Point taken about Lemaitre, thanks for that quote.
However, was the Church really “being wrong” and “insisting” that the earth was the center of the Universe?”
Geocentrism was a scientific theory not a theological one. The Church theologized it for sure (e.g. Dante), but that was more because it simply accepted the science of the day than it came up with all this stuff on its own. And there was very good evidence to suggest that geocentrism was right—how could they know, for instance, that the “gravity well” of the Earth did not extend out forever, when everything about the motions of the planets could be explained with spheres and epicycles, when there was no observable stellar parallax, and when they couldn’t see any body orbiting another in space? (Remember—Galileo seeing the moons orbiting Jupiter is what convinced him).
Also, if you read the Divine Comedy there is a very interesting passage where Dante passes the sphere of the fixed stars (I think), and suddenly the whole world looks to him inverted, with God at the center and the universe on the periphery. This, he learns, is because he is now looking at a deeper reality with spiritual eyes and not physical ones. And of course who did he put at the center of the Earth but Satan? So as far as medieval theology was concerned, the earth wasn’t really at the “center” of the Universe, it was at the “bottom” of the Universe—the plughole into which all corruptible things fell.
If anything, I think the geocentrism episode underscores exactly what Lemaitre was trying to say—that the Church ought not wed itself too tightly to scientific theories.
Can you point to a single Catholic theologian prior to the 19th Century who expressed that doctrine?
Frankly if there was ever a creation that "evolved" that would have been chosen for being "ensouled" it would have been a Golden Retriever.
Is there a reason why God chose apes over dogs to ensoul and then hold accountable for their sins?
...That the Pope has a sense of humor should be refreshing to all of you...The unimaginable will forever escape your grasp which is why faith is so very important within your life.
Mankind can not unravel the fabric of Gods Work as this knowledge is not Mankind’s to hold. That there exists a breach between faith and the observed world is apparent , however, it is but a small thing.
Rejoice in knowing that peace and love are your gifts to ponder my friends and that your journey will be forever blessed...
In communion, are there a billion steps that God takes to change a wafer into the body of Christ? Or is it a single step?
Or do you not accept the fact that the wafer is the actual body of Christ?
The fact that a Priest came up with the theory so irritated secularists that the media and other secular scientists e.g. Dr. Fred Hoyle, that they worked overtime trying to disprove the theory. The implications were clear ....BIG BANG perfectly described the Genesis story......OH THE HORROR OF IT ALL!

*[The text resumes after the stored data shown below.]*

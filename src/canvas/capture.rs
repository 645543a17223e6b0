use crate::canvas::model::{Drawing, Point, Stroke, StrokeColor, StrokeId};

/// Target spacing between rendered points, in pixels.
const POINT_SPACING: f32 = 5.0;
/// Floor on the interpolation step count so fast gestures stay smooth even
/// when pointer-move events arrive far apart.
const MIN_STEPS: usize = 5;

/// Evenly spaced points along the straight segment from `start` towards
/// `end`, excluding `end` itself. Purely a function of the two endpoints:
/// identical inputs always produce identical sequences.
pub fn intermediate_points(start: Point, end: Point) -> Vec<Point> {
    let dx = end.x - start.x;
    let dy = end.y - start.y;
    let distance = start.distance(end);
    let steps = ((distance / POINT_SPACING).round() as usize).max(MIN_STEPS);

    (0..steps)
        .map(|i| {
            let t = i as f32 / steps as f32;
            Point::new(start.x + dx * t, start.y + dy * t)
        })
        .collect()
}

/// Translates pointer gestures into strokes on a [`Drawing`]. At most one
/// stroke is in progress at a time.
#[derive(Debug, Default)]
pub struct StrokeCapture {
    active: Option<ActiveStroke>,
}

#[derive(Debug)]
struct ActiveStroke {
    id: StrokeId,
    last: Point,
}

impl StrokeCapture {
    pub fn is_drawing(&self) -> bool {
        self.active.is_some()
    }

    /// Starts a new stroke seeded with `point` in the currently selected
    /// color. Silently a no-op (returning `None`) while another stroke is
    /// still in progress.
    pub fn begin_stroke(
        &mut self,
        drawing: &mut Drawing,
        point: Point,
        color: StrokeColor,
    ) -> Option<StrokeId> {
        if self.active.is_some() {
            return None;
        }
        let id = drawing.push(Stroke::new(point, color));
        self.active = Some(ActiveStroke { id, last: point });
        Some(id)
    }

    /// Appends the interpolated intermediate points plus `point` itself, in
    /// order, to the stroke in progress. Ignored when no stroke is active.
    pub fn extend_stroke(&mut self, drawing: &mut Drawing, point: Point) {
        let Some(active) = self.active.as_mut() else {
            return;
        };
        // The drawing may have been cleared under an in-flight gesture; a
        // stale id then simply drops the points.
        let Some(stroke) = drawing.stroke_mut(active.id) else {
            return;
        };
        stroke.points.extend(intermediate_points(active.last, point));
        stroke.points.push(point);
        active.last = point;
    }

    /// Finalizes the stroke in progress; no further points can be appended.
    pub fn end_stroke(&mut self) {
        self.active = None;
    }
}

Would you say that this view is compatible with the theory of evolution?
I’m actually more in the “literalist” camp when it comes to Genesis—at least compared to those who label it ancient folklore. Benedict is right though—it’s not a scientific text.

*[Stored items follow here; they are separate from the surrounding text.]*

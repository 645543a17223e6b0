pub mod capture;
pub mod export;
pub mod model;
pub mod render;

pub use capture::StrokeCapture;
pub use model::{Drawing, Point, Stroke, StrokeColor, StrokeId};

And I’m with you on the 6 days...since time has been proven by empirical evidence to be relative anyway (what did St. Peter say...”a day of the Lord is like a thousand years”?), it seems crazy to get so hung up on the absolute time it took for Creation to unfold. It took what it took depending on how you measure.
I do think that placing Adam in creation/archaeological time is the tough part. Here I think is where the 6000 years ago comes in—and judging by the geographical clues in Genesis, seems to me that we’re looking at a Neolithic Adam in the Sumerian plain. Who married Cain, and who did he fear would kill him, and how did he build a city? Ah, old old questions and as you know, all this involved his siblings was the traditional answer. For myself, I am looking into the possibility of preAdamic races without polygenism. I.e. Adam is genuinely the father of all men, and we all take natural descent from him, but without excluding the possibility that his descendants bred with autochthonous populations. But I could be way off on that.
Either way, I don’t find it coincidental that archaeologists believe that full-fledged humanity as we know it began in the Sumerian plain about the same time.